On le souleva. Il prit une pose d’orateur et, tendant les mains.

– Colonel! clama-t-il, me voici de nouveau en pleine possession de moi-même. La foudre n’a pas oblitéré mes facultés intellectuelles. Je ne ressens plus qu’une surdité dans l’oreille droite, résultat probable de ma chute sur le perron… Mais qu’importe? qu’importe l’oreille droite de Foma?

Il sut communiquer à ces derniers mots tant d’ironie amère et les accompagner d’un sourire si triste que les gémissements des dames reprirent de plus belle. Toutes, elles attachaient sur mon oncle des regards de reproche et de haine. Mizintchikov cracha et s’en fut vers la fenêtre. Bakhtchéiev me poussa furieusement le coude; il avait peine à tenir en place.
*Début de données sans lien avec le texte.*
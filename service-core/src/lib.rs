//! service-core: Shared infrastructure for portal platform services.
pub mod config;
pub mod error;
pub mod middleware;
pub mod observability;

pub use axum;
pub use serde;
pub use serde_json;
pub use tokio;
pub use tower;
pub use tower_http;
pub use tracing;
pub use validator;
– À présent, écoutez tous ma confession! gémit Foma, parcourant l’assistance d’un regard fier et résolu et vous, Yégor Ilitch, décidez du sort du malheureux Opiskine! Depuis longtemps, je vous observais; je vous observais, l’angoisse au cœur et je voyais tout, tout! alors que vous ne pouviez encore vous douter que je vous observais. Colonel, je me trompais peut-être, mais je connaissais et votre égoïsme, et votre orgueil sans limites, et votre luxure phénoménale. Et qui donc pourrait m’accuser si j’ai tremblé pour l’honneur de la plus innocente créature?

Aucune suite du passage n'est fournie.